#### [What this task involves]
Every line of the records below from the line with "hear about changes." up to and including the line with "pub enum Invalid" must be reproduced exactly, and no line outside that range.

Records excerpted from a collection
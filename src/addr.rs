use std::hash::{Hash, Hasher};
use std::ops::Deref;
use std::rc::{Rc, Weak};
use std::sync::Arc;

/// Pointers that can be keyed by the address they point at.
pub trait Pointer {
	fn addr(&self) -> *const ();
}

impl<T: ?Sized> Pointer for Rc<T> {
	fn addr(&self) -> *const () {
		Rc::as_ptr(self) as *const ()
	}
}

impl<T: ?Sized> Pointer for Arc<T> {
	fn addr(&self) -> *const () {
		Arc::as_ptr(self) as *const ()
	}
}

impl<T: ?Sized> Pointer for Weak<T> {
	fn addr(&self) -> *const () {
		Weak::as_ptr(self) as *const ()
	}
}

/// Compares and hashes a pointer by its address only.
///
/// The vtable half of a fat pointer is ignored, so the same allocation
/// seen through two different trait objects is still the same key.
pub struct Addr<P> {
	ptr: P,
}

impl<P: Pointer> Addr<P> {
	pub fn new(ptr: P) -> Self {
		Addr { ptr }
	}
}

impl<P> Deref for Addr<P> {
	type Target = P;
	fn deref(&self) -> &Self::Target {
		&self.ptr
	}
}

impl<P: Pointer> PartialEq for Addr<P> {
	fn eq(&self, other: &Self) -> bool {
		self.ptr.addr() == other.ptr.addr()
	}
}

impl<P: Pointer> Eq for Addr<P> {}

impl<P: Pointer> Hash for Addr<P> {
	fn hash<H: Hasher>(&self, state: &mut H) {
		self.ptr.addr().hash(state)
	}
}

==

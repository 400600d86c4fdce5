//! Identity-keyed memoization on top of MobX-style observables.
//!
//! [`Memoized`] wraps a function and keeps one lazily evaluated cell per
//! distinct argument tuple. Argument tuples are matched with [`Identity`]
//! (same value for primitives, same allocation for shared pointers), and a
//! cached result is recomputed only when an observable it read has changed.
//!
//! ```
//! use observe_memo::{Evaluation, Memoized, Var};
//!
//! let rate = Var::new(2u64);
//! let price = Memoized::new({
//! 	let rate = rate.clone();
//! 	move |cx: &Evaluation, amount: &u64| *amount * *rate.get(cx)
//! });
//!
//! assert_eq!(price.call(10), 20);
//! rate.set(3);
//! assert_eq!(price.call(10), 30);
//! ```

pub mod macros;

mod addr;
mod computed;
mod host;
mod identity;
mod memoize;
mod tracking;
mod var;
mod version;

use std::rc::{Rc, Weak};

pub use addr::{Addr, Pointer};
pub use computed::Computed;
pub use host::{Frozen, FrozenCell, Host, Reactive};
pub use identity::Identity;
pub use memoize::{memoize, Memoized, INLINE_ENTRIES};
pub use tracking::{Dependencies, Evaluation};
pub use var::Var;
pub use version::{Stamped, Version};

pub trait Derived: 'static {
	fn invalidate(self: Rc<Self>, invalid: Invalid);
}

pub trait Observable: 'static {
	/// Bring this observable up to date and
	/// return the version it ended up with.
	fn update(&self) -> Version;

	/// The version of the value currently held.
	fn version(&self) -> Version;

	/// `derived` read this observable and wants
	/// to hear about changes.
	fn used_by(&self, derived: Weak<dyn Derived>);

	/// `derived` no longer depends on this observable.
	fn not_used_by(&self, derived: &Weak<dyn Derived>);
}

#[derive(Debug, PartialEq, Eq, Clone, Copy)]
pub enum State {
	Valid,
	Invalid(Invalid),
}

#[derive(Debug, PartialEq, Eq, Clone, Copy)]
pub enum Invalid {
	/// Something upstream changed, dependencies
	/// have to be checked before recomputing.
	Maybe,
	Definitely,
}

#### [Result of this exercise]
	/// to hear about changes.
	fn used_by(&self, derived: Weak<dyn Derived>);

	/// `derived` no longer depends on this observable.
	fn not_used_by(&self, derived: &Weak<dyn Derived>);
}

#[derive(Debug, PartialEq, Eq, Clone, Copy)]
pub enum State {
	Valid,
	Invalid(Invalid),
}

#[derive(Debug, PartialEq, Eq, Clone, Copy)]
pub enum Invalid {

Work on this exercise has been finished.